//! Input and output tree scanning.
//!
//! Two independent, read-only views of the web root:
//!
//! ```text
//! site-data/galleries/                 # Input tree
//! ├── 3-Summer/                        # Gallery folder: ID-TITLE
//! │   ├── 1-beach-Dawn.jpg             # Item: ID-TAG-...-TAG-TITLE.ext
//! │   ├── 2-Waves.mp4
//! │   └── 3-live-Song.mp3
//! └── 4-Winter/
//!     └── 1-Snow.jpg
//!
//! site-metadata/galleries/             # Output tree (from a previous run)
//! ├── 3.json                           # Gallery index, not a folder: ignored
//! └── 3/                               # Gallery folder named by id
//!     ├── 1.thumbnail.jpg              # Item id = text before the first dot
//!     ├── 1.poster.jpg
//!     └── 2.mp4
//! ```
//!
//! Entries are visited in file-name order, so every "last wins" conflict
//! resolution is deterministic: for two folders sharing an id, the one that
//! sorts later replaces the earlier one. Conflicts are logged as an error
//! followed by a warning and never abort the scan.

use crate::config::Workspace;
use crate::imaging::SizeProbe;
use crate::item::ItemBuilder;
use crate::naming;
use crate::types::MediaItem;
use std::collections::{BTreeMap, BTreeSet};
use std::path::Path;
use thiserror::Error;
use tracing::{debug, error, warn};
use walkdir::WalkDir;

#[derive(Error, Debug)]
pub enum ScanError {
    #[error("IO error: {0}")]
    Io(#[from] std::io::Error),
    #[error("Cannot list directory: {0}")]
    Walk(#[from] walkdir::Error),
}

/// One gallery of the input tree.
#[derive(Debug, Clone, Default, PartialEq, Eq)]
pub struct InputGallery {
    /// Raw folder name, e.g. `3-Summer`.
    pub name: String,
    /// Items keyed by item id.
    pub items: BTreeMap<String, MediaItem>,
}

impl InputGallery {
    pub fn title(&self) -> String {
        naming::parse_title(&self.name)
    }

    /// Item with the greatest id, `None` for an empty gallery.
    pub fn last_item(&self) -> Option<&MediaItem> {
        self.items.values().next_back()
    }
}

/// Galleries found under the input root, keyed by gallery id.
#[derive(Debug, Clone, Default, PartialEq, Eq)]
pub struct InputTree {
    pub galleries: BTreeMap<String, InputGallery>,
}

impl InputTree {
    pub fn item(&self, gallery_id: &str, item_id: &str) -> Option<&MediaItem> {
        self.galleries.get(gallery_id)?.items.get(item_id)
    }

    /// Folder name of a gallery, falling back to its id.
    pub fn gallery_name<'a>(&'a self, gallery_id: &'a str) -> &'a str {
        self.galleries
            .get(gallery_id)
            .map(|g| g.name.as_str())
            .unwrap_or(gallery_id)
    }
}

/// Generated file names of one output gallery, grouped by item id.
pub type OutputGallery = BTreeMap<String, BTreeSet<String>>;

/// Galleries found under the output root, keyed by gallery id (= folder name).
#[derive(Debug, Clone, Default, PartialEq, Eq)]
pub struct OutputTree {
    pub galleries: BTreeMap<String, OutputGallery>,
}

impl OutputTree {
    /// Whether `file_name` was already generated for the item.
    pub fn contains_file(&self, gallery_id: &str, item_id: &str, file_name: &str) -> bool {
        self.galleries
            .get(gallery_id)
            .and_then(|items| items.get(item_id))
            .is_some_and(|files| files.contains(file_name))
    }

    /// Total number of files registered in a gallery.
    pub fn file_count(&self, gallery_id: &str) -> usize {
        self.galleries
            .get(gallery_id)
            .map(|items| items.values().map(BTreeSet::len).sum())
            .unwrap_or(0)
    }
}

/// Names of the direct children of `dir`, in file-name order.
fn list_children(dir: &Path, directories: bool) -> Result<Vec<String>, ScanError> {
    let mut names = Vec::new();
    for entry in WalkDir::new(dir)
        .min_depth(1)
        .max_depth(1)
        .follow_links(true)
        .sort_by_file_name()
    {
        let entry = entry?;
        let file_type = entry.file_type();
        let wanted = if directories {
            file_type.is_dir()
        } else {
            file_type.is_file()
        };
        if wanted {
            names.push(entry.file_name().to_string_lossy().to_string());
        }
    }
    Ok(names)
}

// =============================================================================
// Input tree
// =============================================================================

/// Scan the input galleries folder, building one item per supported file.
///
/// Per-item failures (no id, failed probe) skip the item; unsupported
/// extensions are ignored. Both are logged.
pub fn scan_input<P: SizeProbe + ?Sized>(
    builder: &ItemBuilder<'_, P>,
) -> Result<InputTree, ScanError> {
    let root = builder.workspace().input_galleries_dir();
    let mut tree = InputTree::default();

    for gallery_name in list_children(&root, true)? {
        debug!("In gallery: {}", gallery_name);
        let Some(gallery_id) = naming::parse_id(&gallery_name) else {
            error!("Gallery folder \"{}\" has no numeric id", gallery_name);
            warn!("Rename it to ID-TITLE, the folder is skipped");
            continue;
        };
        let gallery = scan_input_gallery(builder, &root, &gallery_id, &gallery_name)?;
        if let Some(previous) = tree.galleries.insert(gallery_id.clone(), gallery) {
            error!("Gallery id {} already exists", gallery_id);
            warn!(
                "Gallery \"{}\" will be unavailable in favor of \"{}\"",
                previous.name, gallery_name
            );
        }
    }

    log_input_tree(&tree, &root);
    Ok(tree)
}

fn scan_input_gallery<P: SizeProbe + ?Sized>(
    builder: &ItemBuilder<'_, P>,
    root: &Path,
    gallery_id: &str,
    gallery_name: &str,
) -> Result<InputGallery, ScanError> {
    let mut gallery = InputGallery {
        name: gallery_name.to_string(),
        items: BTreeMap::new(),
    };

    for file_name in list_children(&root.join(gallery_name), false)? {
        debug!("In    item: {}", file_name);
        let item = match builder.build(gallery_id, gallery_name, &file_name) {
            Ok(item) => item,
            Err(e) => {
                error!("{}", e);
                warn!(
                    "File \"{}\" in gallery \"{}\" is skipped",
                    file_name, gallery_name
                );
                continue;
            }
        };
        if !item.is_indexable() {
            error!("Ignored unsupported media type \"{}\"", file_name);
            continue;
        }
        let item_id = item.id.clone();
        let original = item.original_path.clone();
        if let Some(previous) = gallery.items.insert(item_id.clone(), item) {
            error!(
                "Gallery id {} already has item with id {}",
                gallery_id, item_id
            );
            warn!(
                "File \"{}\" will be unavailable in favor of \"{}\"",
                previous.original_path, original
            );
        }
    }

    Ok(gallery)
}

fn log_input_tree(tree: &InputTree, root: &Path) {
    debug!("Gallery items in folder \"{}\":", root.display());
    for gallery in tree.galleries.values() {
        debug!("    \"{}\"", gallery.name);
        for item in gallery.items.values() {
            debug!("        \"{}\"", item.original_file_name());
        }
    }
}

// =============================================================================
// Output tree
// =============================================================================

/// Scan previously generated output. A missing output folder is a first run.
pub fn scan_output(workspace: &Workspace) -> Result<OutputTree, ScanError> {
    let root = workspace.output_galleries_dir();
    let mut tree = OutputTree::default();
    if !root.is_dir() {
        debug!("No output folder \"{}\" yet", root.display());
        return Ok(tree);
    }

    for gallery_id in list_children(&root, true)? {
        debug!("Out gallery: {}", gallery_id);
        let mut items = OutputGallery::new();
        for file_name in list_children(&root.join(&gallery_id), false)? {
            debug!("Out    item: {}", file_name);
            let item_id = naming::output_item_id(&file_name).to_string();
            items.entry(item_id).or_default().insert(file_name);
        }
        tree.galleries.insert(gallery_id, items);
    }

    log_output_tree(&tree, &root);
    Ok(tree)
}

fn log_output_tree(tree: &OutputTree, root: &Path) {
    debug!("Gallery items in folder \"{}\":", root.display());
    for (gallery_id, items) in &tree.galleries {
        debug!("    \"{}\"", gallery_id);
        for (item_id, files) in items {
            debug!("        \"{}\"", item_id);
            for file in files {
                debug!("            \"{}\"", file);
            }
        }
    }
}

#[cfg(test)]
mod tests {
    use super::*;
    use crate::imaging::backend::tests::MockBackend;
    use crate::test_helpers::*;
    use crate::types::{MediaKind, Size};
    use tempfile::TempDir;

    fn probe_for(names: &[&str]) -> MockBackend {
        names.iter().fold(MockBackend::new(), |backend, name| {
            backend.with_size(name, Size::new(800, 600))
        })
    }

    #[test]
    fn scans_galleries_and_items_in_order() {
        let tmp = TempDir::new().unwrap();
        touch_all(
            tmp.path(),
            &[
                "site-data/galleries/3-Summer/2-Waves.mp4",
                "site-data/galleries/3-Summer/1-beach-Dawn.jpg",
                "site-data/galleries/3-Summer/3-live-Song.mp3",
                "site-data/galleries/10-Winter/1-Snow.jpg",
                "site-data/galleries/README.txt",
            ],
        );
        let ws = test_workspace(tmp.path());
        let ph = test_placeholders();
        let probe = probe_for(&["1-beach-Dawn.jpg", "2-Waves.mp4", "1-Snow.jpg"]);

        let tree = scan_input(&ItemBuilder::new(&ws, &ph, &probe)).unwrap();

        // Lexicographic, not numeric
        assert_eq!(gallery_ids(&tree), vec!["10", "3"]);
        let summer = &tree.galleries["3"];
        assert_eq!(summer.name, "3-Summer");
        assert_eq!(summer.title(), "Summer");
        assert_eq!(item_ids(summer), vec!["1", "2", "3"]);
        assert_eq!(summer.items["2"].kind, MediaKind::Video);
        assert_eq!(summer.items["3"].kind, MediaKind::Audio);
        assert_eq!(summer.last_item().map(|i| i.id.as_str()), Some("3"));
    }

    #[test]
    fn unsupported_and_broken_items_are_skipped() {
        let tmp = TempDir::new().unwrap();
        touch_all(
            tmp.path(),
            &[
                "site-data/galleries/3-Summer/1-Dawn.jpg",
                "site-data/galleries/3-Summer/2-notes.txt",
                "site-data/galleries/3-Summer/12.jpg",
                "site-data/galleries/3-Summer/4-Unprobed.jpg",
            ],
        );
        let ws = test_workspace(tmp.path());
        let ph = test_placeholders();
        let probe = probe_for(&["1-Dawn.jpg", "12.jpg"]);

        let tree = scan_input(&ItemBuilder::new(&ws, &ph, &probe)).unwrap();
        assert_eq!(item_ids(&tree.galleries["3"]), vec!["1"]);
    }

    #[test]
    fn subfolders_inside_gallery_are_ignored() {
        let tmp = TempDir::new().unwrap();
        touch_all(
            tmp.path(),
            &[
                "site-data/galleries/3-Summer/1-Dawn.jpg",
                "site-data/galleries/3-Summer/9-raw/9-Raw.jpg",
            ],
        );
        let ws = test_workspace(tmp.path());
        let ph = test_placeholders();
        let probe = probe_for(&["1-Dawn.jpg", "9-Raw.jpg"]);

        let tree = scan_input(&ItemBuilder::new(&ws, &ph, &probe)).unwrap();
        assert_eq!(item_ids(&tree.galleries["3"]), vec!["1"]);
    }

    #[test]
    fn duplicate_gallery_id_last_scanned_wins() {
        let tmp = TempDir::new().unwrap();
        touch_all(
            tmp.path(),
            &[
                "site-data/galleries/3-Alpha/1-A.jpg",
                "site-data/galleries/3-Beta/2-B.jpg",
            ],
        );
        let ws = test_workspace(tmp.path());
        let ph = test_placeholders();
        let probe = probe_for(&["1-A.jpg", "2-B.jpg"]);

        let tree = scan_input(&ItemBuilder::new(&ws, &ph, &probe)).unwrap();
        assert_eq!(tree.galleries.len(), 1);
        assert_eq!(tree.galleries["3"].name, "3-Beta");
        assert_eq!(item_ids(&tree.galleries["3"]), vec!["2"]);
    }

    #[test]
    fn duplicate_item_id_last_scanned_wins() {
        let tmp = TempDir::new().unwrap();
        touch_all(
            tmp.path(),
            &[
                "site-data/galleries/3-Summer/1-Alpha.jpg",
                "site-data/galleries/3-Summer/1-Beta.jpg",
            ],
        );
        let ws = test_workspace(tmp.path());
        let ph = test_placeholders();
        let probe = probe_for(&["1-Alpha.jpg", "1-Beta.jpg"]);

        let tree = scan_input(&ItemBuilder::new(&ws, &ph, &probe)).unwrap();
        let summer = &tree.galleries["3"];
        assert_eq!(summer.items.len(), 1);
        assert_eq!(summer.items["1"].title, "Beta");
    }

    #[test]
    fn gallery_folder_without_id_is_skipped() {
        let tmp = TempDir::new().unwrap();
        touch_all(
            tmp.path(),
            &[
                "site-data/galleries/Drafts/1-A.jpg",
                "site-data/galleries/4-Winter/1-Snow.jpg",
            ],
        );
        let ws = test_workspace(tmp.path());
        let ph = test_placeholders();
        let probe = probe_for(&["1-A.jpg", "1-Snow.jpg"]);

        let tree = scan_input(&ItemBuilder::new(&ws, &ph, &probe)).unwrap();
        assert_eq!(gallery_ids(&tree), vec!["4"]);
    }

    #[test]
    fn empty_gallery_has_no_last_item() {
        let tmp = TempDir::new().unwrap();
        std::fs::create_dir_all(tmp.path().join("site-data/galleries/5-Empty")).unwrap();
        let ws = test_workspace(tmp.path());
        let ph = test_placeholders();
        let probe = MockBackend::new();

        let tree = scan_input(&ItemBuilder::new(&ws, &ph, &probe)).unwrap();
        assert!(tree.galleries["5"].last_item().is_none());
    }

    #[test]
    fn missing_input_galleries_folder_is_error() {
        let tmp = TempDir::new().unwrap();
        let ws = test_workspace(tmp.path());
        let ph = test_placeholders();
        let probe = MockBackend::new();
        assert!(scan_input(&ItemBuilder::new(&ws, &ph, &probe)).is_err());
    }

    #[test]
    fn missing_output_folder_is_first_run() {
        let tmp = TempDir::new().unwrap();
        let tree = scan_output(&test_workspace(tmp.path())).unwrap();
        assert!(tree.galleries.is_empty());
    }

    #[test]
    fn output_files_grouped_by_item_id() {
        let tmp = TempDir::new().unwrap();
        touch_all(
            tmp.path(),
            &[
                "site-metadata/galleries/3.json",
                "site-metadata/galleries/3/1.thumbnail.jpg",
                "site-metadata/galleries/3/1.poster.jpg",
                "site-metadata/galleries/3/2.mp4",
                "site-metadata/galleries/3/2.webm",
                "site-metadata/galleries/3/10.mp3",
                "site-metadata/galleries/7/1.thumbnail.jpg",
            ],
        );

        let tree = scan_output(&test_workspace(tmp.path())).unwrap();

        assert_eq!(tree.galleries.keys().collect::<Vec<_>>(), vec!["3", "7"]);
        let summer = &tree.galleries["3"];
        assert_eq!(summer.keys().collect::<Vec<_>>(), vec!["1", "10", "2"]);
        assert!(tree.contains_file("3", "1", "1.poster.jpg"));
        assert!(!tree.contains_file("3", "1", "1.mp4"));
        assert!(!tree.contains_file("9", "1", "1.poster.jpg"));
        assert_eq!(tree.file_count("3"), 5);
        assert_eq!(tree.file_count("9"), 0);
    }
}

==*==

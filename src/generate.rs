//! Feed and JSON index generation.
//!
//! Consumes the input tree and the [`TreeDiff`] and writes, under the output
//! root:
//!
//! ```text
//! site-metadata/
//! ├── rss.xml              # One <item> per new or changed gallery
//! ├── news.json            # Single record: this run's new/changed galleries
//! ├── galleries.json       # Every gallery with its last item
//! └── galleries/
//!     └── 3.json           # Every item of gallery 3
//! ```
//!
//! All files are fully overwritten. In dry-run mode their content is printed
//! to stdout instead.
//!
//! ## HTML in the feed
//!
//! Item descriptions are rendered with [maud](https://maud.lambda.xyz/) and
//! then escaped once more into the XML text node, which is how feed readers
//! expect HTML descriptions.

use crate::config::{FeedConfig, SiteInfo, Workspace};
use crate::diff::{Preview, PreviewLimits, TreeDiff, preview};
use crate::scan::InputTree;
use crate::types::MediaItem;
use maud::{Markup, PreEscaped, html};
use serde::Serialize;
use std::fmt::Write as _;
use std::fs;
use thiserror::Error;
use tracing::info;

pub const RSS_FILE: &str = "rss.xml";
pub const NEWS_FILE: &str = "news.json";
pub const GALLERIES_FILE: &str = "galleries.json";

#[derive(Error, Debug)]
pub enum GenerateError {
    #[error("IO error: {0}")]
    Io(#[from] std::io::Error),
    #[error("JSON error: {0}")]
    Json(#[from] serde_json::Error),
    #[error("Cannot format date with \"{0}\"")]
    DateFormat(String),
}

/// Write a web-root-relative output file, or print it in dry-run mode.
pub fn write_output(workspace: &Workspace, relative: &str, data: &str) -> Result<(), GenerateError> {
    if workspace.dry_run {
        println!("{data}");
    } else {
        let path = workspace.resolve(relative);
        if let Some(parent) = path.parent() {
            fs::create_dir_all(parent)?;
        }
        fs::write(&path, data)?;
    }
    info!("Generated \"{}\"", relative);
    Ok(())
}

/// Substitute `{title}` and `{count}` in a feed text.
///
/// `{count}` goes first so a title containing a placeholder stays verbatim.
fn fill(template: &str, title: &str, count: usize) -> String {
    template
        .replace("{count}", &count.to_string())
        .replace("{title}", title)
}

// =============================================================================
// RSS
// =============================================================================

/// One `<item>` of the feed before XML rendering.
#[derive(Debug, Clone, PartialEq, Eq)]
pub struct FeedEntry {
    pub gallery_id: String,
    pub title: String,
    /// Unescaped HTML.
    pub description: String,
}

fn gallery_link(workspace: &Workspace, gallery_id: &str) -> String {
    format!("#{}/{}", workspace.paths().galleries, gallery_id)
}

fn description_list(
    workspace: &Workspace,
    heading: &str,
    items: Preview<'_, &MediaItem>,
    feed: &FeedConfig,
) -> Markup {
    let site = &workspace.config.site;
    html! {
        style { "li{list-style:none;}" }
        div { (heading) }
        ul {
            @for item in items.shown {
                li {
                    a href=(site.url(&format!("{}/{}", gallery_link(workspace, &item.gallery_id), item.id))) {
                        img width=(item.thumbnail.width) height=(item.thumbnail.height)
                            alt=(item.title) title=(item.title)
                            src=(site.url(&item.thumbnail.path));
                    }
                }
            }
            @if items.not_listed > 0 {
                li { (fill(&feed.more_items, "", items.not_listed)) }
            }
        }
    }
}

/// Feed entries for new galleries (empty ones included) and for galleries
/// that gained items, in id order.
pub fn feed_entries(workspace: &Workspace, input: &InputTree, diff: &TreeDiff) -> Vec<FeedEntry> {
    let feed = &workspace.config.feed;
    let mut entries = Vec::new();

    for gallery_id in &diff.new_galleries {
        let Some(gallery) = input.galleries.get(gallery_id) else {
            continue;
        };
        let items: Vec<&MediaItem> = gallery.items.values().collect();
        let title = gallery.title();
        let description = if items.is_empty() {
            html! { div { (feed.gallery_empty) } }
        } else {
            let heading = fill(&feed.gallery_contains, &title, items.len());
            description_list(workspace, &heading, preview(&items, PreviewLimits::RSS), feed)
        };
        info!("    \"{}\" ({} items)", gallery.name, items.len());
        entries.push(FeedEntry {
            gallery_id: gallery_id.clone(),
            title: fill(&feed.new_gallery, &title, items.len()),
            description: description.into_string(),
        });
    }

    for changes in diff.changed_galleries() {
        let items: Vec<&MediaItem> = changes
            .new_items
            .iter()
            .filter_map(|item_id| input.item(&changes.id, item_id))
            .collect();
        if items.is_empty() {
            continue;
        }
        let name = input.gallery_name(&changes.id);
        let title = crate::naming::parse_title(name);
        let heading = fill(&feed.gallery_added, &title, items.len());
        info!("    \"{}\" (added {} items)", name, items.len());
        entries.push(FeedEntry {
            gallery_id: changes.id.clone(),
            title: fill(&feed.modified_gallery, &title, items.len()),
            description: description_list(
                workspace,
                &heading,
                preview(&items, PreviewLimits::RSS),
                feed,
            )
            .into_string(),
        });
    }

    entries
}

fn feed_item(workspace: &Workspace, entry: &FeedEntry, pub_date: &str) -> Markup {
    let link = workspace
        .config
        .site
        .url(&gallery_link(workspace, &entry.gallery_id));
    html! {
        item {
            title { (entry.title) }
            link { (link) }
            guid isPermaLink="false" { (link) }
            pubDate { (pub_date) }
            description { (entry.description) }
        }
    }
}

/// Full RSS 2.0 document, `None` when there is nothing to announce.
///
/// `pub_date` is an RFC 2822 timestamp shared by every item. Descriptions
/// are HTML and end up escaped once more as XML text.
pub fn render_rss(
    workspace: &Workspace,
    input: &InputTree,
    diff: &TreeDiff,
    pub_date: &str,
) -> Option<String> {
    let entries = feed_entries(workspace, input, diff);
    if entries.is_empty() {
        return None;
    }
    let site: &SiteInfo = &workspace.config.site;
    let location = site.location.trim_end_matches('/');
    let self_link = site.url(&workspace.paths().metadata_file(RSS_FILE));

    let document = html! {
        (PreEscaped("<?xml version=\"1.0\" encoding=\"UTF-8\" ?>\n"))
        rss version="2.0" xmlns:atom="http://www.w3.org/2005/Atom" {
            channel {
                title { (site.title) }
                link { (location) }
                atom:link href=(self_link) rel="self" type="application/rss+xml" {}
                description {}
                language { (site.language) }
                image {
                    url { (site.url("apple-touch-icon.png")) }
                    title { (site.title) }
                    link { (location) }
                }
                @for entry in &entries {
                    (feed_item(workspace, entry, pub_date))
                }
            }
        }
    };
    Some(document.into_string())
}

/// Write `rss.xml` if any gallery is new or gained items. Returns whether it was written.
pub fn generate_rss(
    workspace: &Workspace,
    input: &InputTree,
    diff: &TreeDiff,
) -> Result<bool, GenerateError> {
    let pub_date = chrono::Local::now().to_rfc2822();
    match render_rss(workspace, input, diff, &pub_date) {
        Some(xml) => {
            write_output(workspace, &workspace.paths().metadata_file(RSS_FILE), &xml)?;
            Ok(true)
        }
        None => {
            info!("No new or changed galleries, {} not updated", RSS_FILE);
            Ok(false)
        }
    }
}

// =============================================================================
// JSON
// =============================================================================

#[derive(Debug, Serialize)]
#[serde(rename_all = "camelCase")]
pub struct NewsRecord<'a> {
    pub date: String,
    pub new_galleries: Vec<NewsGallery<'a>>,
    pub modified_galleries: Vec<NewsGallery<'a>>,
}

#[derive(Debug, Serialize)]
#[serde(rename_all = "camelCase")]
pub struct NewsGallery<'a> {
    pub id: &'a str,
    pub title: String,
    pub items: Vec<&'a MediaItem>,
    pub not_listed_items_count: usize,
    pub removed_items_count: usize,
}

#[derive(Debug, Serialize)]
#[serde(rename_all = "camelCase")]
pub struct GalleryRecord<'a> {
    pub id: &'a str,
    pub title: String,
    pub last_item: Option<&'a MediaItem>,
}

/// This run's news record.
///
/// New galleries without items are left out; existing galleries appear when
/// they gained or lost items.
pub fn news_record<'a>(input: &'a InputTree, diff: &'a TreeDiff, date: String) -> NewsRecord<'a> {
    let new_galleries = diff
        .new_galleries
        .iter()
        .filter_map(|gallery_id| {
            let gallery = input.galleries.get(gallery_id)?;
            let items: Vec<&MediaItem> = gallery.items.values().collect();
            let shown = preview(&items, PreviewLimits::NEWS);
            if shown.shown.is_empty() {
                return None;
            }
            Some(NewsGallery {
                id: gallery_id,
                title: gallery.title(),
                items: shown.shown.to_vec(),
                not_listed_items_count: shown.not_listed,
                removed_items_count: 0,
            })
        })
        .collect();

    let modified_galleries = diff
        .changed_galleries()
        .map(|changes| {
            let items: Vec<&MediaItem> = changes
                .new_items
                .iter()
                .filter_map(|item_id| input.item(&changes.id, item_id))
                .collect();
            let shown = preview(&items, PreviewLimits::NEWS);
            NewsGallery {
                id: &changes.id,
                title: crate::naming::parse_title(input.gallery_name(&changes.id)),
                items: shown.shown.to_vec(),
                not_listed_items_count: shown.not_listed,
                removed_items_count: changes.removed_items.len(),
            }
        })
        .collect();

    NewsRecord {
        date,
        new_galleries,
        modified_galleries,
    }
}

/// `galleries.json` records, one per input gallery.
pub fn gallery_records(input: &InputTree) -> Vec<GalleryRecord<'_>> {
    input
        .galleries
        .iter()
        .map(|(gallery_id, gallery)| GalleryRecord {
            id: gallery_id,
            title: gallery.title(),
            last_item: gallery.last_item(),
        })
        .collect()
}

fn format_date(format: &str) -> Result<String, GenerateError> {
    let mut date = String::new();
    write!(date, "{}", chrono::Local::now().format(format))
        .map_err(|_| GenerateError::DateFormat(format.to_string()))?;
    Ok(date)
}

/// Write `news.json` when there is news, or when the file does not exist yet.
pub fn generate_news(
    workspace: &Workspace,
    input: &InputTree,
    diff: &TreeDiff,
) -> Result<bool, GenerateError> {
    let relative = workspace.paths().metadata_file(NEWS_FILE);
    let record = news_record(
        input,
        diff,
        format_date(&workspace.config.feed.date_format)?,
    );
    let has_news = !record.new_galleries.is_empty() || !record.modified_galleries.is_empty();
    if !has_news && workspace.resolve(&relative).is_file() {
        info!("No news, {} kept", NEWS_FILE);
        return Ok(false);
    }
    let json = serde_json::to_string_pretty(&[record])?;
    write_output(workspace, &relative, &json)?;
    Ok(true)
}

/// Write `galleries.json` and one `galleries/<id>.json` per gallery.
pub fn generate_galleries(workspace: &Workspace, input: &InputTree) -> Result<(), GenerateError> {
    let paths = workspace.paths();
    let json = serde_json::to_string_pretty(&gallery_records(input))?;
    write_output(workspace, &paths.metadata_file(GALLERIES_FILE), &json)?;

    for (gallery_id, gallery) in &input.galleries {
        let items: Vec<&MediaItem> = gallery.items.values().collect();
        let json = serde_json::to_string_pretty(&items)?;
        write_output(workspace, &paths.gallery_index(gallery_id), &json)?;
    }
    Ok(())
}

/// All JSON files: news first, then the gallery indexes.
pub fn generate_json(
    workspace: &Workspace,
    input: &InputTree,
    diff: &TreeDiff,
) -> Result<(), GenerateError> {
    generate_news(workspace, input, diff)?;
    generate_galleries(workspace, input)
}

==*==

__Exercise directions__. Copy the stretch of the records above that runs from the line with "output tree scanning." through the line with "the one that". Both end lines belong in the copy, and nothing else does.

__Solved problem__.
//! Input and output tree scanning.
//!
//! Two independent, read-only views of the web root:
//!
//! ```text
//! site-data/galleries/                 # Input tree
//! ├── 3-Summer/                        # Gallery folder: ID-TITLE
//! │   ├── 1-beach-Dawn.jpg             # Item: ID-TAG-...-TAG-TITLE.ext
//! │   ├── 2-Waves.mp4
//! │   └── 3-live-Song.mp3
//! └── 4-Winter/
//!     └── 1-Snow.jpg
//!
//! site-metadata/galleries/             # Output tree (from a previous run)
//! ├── 3.json                           # Gallery index, not a folder: ignored
//! └── 3/                               # Gallery folder named by id
//!     ├── 1.thumbnail.jpg              # Item id = text before the first dot
//!     ├── 1.poster.jpg
//!     └── 2.mp4
//! ```
//!
//! Entries are visited in file-name order, so every "last wins" conflict
//! resolution is deterministic: for two folders sharing an id, the one that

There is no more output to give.